─── INPUT DATA ───

//! Central `AppState` container.

use std::time::Duration;

use crate::app::persist::Autosave;
use crate::logic::{ChoiceLimits, ViolationReport};
use crate::state::modal::Modal;
use crate::state::types::{Focus, FormValues};

mod default_impl;
mod methods;


/// Global application state shared by the event and UI layers.
///
/// Mutated in response to key input and submit outcomes. The form values are
/// snapshotted to disk by the autosave adapter, never by validation.
#[derive(Debug)]
#[allow(clippy::struct_excessive_bools)]
pub struct AppState {
    /// Current form values.
    pub values: FormValues,
    /// Control with keyboard focus.
    pub focus: Focus,
    /// Limits the choices are validated against.
    pub limits: ChoiceLimits,
    /// Latest validation outcome driving the alert banners.
    pub report: ViolationReport,
    /// Whether the last submit went through.
    pub saved_changes: bool,
    /// Whether the success banner is still shown (Esc dismisses it).
    pub banner_visible: bool,
    /// A submit is in flight; further submits are ignored.
    pub submitting: bool,
    /// Active overlay.
    pub modal: Modal,
    /// When `true`, submits are logged instead of sent.
    pub dry_run: bool,
    /// URL the configuration is posted to.
    pub endpoint: String,
    /// Per-request submit timeout.
    pub submit_timeout: Duration,
    /// Draft snapshot writer.
    pub autosave: Autosave,
}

───

▶ [TASK ITEM] Within the entries above, find each line where "submits" appears; copy every one.

▶ [TASK ANSWER]
    /// A submit is in flight; further submits are ignored.
    /// When `true`, submits are logged instead of sent.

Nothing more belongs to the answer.